* REQUIRED WORK *
Only the number is wanted: tally the lines below that contain the word "ViewScratch".

=== Begin Enclosure ===

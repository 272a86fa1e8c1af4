use std::collections::HashSet;

use crate::data::CollabGraph;

use super::RenderGraph;

pub(super) struct FrameHighlight {
    pub(super) members: HashSet<usize>,
    pub(super) edges: HashSet<usize>,
    pub(super) from_selection: bool,
}

// Sub-network focus: the selected producer's 1-hop neighborhood from the
// adjacency sets, plus every link that stays inside it.
pub(super) fn selection_highlight(
    graph: &CollabGraph,
    cache: &RenderGraph,
    selected_id: &str,
) -> Option<FrameHighlight> {
    let neighborhood = graph.neighbors(selected_id)?;
    cache.index_by_id.get(selected_id)?;

    let members = neighborhood
        .iter()
        .filter_map(|id| cache.index_by_id.get(id).copied())
        .collect::<HashSet<_>>();

    let edges = cache
        .edges
        .iter()
        .enumerate()
        .filter(|(_, (a, b))| members.contains(a) && members.contains(b))
        .map(|(index, _)| index)
        .collect();

    Some(FrameHighlight {
        members,
        edges,
        from_selection: true,
    })
}

// Hover: the node, its direct neighbors, and its incident links.
pub(super) fn hover_highlight(cache: &RenderGraph, hovered: usize) -> FrameHighlight {
    let mut members = HashSet::from([hovered]);
    if let Some(neighbors) = cache.neighbors.get(hovered) {
        members.extend(neighbors.iter().copied());
    }

    let edges = cache
        .edges
        .iter()
        .enumerate()
        .filter(|(_, (a, b))| *a == hovered || *b == hovered)
        .map(|(index, _)| index)
        .collect();

    FrameHighlight {
        members,
        edges,
        from_selection: false,
    }
}

#[cfg(test)]
mod tests {
    use std::collections::HashMap;

    use eframe::egui::Vec2;

    use crate::data::{Link, ProducerNode};

    use super::super::{PhysicsScratch, RenderNode, ViewScratch};
    use super::*;

    fn producer(id: &str) -> ProducerNode {
        ProducerNode {
            id: id.to_string(),
            name: format!("Producer {id}"),
            url: None,
            songs: Vec::new(),
            song_count: 0,
            total_collaborations: 0,
            unique_collaborators: 0,
        }
    }

    // A - B - C in a chain, with D disconnected.
    fn chain_fixture() -> (CollabGraph, RenderGraph) {
        let ids = ["A", "B", "C", "D"];
        let links = vec![
            Link {
                a: "A".into(),
                b: "B".into(),
                songs: vec!["X".into()],
            },
            Link {
                a: "B".into(),
                b: "C".into(),
                songs: vec!["Y".into()],
            },
        ];

        let mut adjacency: HashMap<String, HashSet<String>> = ids
            .iter()
            .map(|id| (id.to_string(), HashSet::from([id.to_string()])))
            .collect();
        for link in &links {
            adjacency.get_mut(&link.a).unwrap().insert(link.b.clone());
            adjacency.get_mut(&link.b).unwrap().insert(link.a.clone());
        }

        let graph = CollabGraph {
            nodes: ids.iter().map(|id| (id.to_string(), producer(id))).collect(),
            links,
            adjacency,
            song_count: 2,
        };

        let nodes = ids
            .iter()
            .map(|id| RenderNode {
                id: id.to_string(),
                world_pos: Vec2::ZERO,
                velocity: Vec2::ZERO,
                metric_value: 1,
                base_radius: 8.0,
                palette_slot: 0,
                pinned: false,
            })
            .collect::<Vec<_>>();
        let edges = vec![(0usize, 1usize), (1, 2)];
        let mut neighbors = vec![Vec::new(); nodes.len()];
        for &(a, b) in &edges {
            neighbors[a].push(b);
            neighbors[b].push(a);
        }

        let cache = RenderGraph {
            index_by_id: ids
                .iter()
                .enumerate()
                .map(|(index, id)| (id.to_string(), index))
                .collect(),
            nodes,
            edges,
            neighbors,
            physics_scratch: PhysicsScratch {
                forces: Vec::new(),
                positions: Vec::new(),
                radii: Vec::new(),
                hits: Vec::new(),
            },
            view_scratch: ViewScratch {
                screen_positions: Vec::new(),
                screen_radii: Vec::new(),
                visible_indices: Vec::new(),
                visible_mask: Vec::new(),
                draw_order: Vec::new(),
                draw_order_dirty: true,
            },
        };

        (graph, cache)
    }

    #[test]
    fn selection_focus_covers_the_one_hop_neighborhood() {
        let (graph, cache) = chain_fixture();
        let highlight = selection_highlight(&graph, &cache, "B").unwrap();

        assert!(highlight.from_selection);
        assert_eq!(highlight.members, HashSet::from([0, 1, 2]));
        assert_eq!(highlight.edges, HashSet::from([0, 1]));
    }

    #[test]
    fn selection_focus_of_an_endpoint_excludes_far_links() {
        let (graph, cache) = chain_fixture();
        let highlight = selection_highlight(&graph, &cache, "A").unwrap();

        assert_eq!(highlight.members, HashSet::from([0, 1]));
        // B-C leaves the neighborhood even though B is a member.
        assert_eq!(highlight.edges, HashSet::from([0]));
    }

    #[test]
    fn selection_of_unknown_id_is_none() {
        let (graph, cache) = chain_fixture();
        assert!(selection_highlight(&graph, &cache, "nope").is_none());
    }

    #[test]
    fn hover_highlight_is_node_neighbors_and_incident_links() {
        let (_, cache) = chain_fixture();
        let highlight = hover_highlight(&cache, 0);

        assert!(!highlight.from_selection);
        assert_eq!(highlight.members, HashSet::from([0, 1]));
        assert_eq!(highlight.edges, HashSet::from([0]));

        let isolated = hover_highlight(&cache, 3);
        assert_eq!(isolated.members, HashSet::from([3]));
        assert!(isolated.edges.is_empty());
    }
}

=== End Enclosure ===

* SOLUTION TO THE PROBLEM *
2